Women Clothing Reviews Analysis Dashboard

Fashion Insights Made Easy:

Ever wondered how fashion brands stay ahead of the trends and keep their customers happy? It all starts with listening to what their audience has to say! Review analysis plays a crucial role in understanding customer feedback, allowing brands to improve products, enhance customer experience, and create marketing strategies that truly resonate.

By diving deep into reviews and analyzing style preferences, fit feedback, and overall satisfaction, brands can unlock a treasure trove of insights:

  • Tailored Products: Imagine knowing exactly what customers love (and don't love) about a particular dress. This detailed feedback enables targeted improvements that keep customers coming back for more.

  • Personalized Marketing: Understanding customer preferences allows brands to create marketing campaigns that speak directly to their audience, highlighting the styles and features they desire most.

  • Trendsetting Success: By analyzing review data, brands can quickly identify emerging trends and adapt their offerings to stay ahead of the curve in the ever-evolving fashion world.

Now, imagine having an AI assistant that can do all this for you! Introducing JamAI Base, your partner in unlocking the power of fashion insights. Forget about manually sifting through mountains of text – our cutting-edge LLMs will do the heavy lifting, providing you with actionable insights and recommendations for product and marketing improvements.

Here's the magic touch of JamAI Base:

  • Transforming Text into Treasure: JamAI Base converts unstructured review text into a beautifully organized, structured JSON format, making it easy to analyze and visualize the data.

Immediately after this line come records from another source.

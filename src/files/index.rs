use std::collections::BTreeMap;
use std::path::{Path, PathBuf};
use std::sync::RwLock;
use anyhow::bail;
#[cfg(test)] use mockall::automock;
use tracing::{debug, info};

use crate::error::RdtError;

/// Pseudo file id under which a peer's index is sent in reply to an index request. It is
///  reserved, i.e. no shared file can use it.
pub const INDEX_FILE_ID: &str = "index";
const ENTRY_SEPARATOR: char = '\n';

#[derive(Debug, Clone, Eq, PartialEq)]
pub struct IndexEntry {
    pub file_id: String,
    pub file_name: String,
}

/// The set of files this peer offers to others
#[cfg_attr(test, automock)]
pub trait FileIndex: Send + Sync + 'static {
    fn lookup_path(&self, file_id: &str) -> Option<PathBuf>;

    fn entries(&self) -> Vec<IndexEntry>;
}

#[derive(Debug, Default)]
pub struct SharedFileIndex {
    files: RwLock<BTreeMap<String, PathBuf>>,
}

impl SharedFileIndex {
    pub fn new() -> SharedFileIndex {
        Default::default()
    }

    /// Index all regular files in a directory, assigning ids `001`, `002`, ... in the order of
    ///  their file names
    pub async fn scan_directory(dir: impl AsRef<Path>) -> anyhow::Result<SharedFileIndex> {
        let dir = dir.as_ref();
        let mut paths = Vec::new();

        let mut read_dir = tokio::fs::read_dir(dir).await?;
        while let Some(entry) = read_dir.next_entry().await? {
            if entry.file_type().await?.is_file() {
                paths.push(entry.path());
            }
        }
        paths.sort();

        let index = SharedFileIndex::new();
        for (i, path) in paths.into_iter().enumerate() {
            index.add(&format!("{:03}", i+1), path)?;
        }
        info!("indexed {} files in {:?}", index.len(), dir);
        Ok(index)
    }

    pub fn add(&self, file_id: &str, path: impl Into<PathBuf>) -> anyhow::Result<()> {
        Self::check_file_id(file_id)?;

        let path = path.into();
        debug!("sharing {:?} as file {}", path, file_id);
        self.files.write()
            .unwrap_or_else(|e| e.into_inner())
            .insert(file_id.to_string(), path);
        Ok(())
    }

    pub fn remove(&self, file_id: &str) -> Option<PathBuf> {
        self.files.write()
            .unwrap_or_else(|e| e.into_inner())
            .remove(file_id)
    }

    pub fn len(&self) -> usize {
        self.files.read()
            .unwrap_or_else(|e| e.into_inner())
            .len()
    }

    pub fn is_empty(&self) -> bool {
        self.len() == 0
    }

    /// file ids go into control messages and index replies verbatim, so they must not contain
    ///  any of the separators used there
    fn check_file_id(file_id: &str) -> anyhow::Result<()> {
        if file_id.is_empty() {
            bail!("file id must not be empty");
        }
        if file_id == INDEX_FILE_ID {
            bail!("file id {:?} is reserved", INDEX_FILE_ID);
        }
        if file_id.contains([',', ':', ENTRY_SEPARATOR]) {
            bail!("file id {:?} contains a separator character", file_id);
        }
        if file_id.trim() != file_id {
            bail!("file id {:?} has surrounding whitespace", file_id);
        }
        Ok(())
    }
}

impl FileIndex for SharedFileIndex {
    fn lookup_path(&self, file_id: &str) -> Option<PathBuf> {
        self.files.read()
            .unwrap_or_else(|e| e.into_inner())
            .get(file_id)
            .cloned()
    }

    fn entries(&self) -> Vec<IndexEntry> {
        self.files.read()
            .unwrap_or_else(|e| e.into_inner())
            .iter()
            .map(|(file_id, path)| IndexEntry {
                file_id: file_id.clone(),
                file_name: path.file_name()
                    .map(|n| n.to_string_lossy().into_owned())
                    .unwrap_or_else(|| path.to_string_lossy().into_owned()),
            })
            .collect()
    }
}

/// `file_id:file_name` pairs, one per line
pub fn render_index(entries: &[IndexEntry]) -> String {
    entries.iter()
        .map(|e| format!("{}:{}", e.file_id, e.file_name))
        .collect::<Vec<_>>()
        .join(&ENTRY_SEPARATOR.to_string())
}

pub fn parse_index(text: &str) -> Result<Vec<IndexEntry>, RdtError> {
    text.split(ENTRY_SEPARATOR)
        .filter(|line| !line.is_empty())
        .map(|line| {
            let (file_id, file_name) = line.split_once(':')
                .ok_or_else(|| RdtError::format(format!("index entry without ':' - {:?}", line)))?;
            Ok(IndexEntry {
                file_id: file_id.to_string(),
                file_name: file_name.to_string(),
            })
        })
        .collect()
}
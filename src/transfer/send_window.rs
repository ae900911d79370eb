use std::cmp::min;
use std::ops::Range;
use std::sync::atomic::{AtomicBool, Ordering};
use std::sync::Arc;
use std::time::Duration;
use bytes::Bytes;
use tokio::sync::mpsc;
use tokio::task::JoinHandle;
use tokio::time;
use tracing::trace;

use crate::protocol::frame::Frame;

#[derive(Debug, Clone, Copy, Eq, PartialEq)]
pub enum AckOutcome {
    Acknowledged,
    /// the packet was acknowledged before - nothing changes
    Duplicate,
    /// the sequence number does not belong to this window
    OutOfRange,
}

struct Slot {
    datagram: Bytes,
    sent: bool,
    acknowledged: Arc<AtomicBool>,
    timer: Option<JoinHandle<()>>,
}

/// The outbound packets of a single transfer, `slots[i]` holding the packet with sequence
///  number `base_seq + i`.
///
/// Each sent but unacknowledged packet has exactly one retransmission timer. The timer does not
///  send anything itself: it reports the slot index on a channel, and the owner of the window
///  re-checks the acknowledged flag and does the actual resend. So there is a single place where
///  'retransmit' and 'acknowledge' meet, and once `on_ack` returned, no further retransmission
///  of that packet can happen.
pub struct SendWindow {
    base_seq: i32,
    slots: Vec<Slot>,
}

impl SendWindow {
    pub fn new(file_id: &str, base_seq: i32, chunks: &[String]) -> SendWindow {
        let slots = chunks.iter()
            .enumerate()
            .map(|(i, chunk)| Slot {
                datagram: Frame::data(file_id, base_seq + i as i32, chunk).encode(),
                sent: false,
                acknowledged: Default::default(),
                timer: None,
            })
            .collect();

        SendWindow {
            base_seq,
            slots,
        }
    }

    pub fn len(&self) -> usize {
        self.slots.len()
    }

    pub fn is_empty(&self) -> bool {
        self.slots.is_empty()
    }

    pub fn base_seq(&self) -> i32 {
        self.base_seq
    }

    pub fn seq_of(&self, idx: usize) -> i32 {
        self.base_seq + idx as i32
    }

    pub fn datagram(&self, idx: usize) -> &Bytes {
        &self.slots[idx].datagram
    }

    /// `[i, i+window_size)` where `i` is the lowest unacknowledged packet, clipped to the number
    ///  of packets. `None` if everything is acknowledged.
    pub fn current_window(&self, window_size: usize) -> Option<Range<usize>> {
        let first = self.slots.iter()
            .position(|s| !s.acknowledged.load(Ordering::Acquire))?;
        Some(first..min(first + window_size, self.slots.len()))
    }

    pub fn is_acknowledged(&self, idx: usize) -> bool {
        self.slots[idx].acknowledged.load(Ordering::Acquire)
    }

    pub fn is_sent(&self, idx: usize) -> bool {
        self.slots[idx].sent
    }

    pub fn all_acknowledged(&self) -> bool {
        self.slots.iter()
            .all(|s| s.acknowledged.load(Ordering::Acquire))
    }

    /// Record the first transmission of a packet and arm its retransmission timer. The timer
    ///  reports `idx` on `retransmit` every `retransmit_timeout` until the packet is
    ///  acknowledged.
    pub fn mark_sent(&mut self, idx: usize, retransmit_timeout: Duration, retransmit: mpsc::UnboundedSender<usize>) {
        let slot = &mut self.slots[idx];
        slot.sent = true;

        if slot.timer.is_some() {
            // never arm a second timer for the same packet
            return;
        }

        let acknowledged = slot.acknowledged.clone();
        slot.timer = Some(tokio::spawn(async move {
            loop {
                time::sleep(retransmit_timeout).await;
                if acknowledged.load(Ordering::Acquire) {
                    return;
                }
                if retransmit.send(idx).is_err() {
                    // the transfer is over
                    return;
                }
            }
        }));
    }

    pub fn on_ack(&mut self, seq: i32) -> AckOutcome {
        let idx = i64::from(seq) - i64::from(self.base_seq);
        if idx < 0 || idx >= self.slots.len() as i64 {
            return AckOutcome::OutOfRange;
        }
        let slot = &mut self.slots[idx as usize];

        if slot.acknowledged.swap(true, Ordering::AcqRel) {
            return AckOutcome::Duplicate;
        }
        if let Some(timer) = slot.timer.take() {
            trace!("cancelling retransmission timer for #{}", seq);
            timer.abort();
        }
        AckOutcome::Acknowledged
    }

    fn cancel_timers(&mut self) {
        for slot in &mut self.slots {
            if let Some(timer) = slot.timer.take() {
                timer.abort();
            }
        }
    }
}

impl Drop for SendWindow {
    fn drop(&mut self) {
        self.cancel_timers();
    }
}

  • Keywords at Your Fingertips: No more reading every single review! Our LLMs extract key themes and issues, giving you a quick overview of customer sentiment and recurring topics.

  • Visual Storytelling: With structured data, creating insightful graphs and charts becomes a breeze. Identify trends, patterns, and outliers like a data detective, all thanks to the power of JamAI Base.

Ready to unlock the fashion insights hidden within your review data? Let's embark on this stylish journey together!

Project Overview

Imagine having an AI assistant analyze hundreds of clothing reviews, extracting key features, sentiments, and trends, and presenting them in a beautiful dashboard. That's what we'll achieve!

Our goal:

  • Analyze women's clothing reviews using LLMs.

  • Extract features like fit, style, quality, and sentiment.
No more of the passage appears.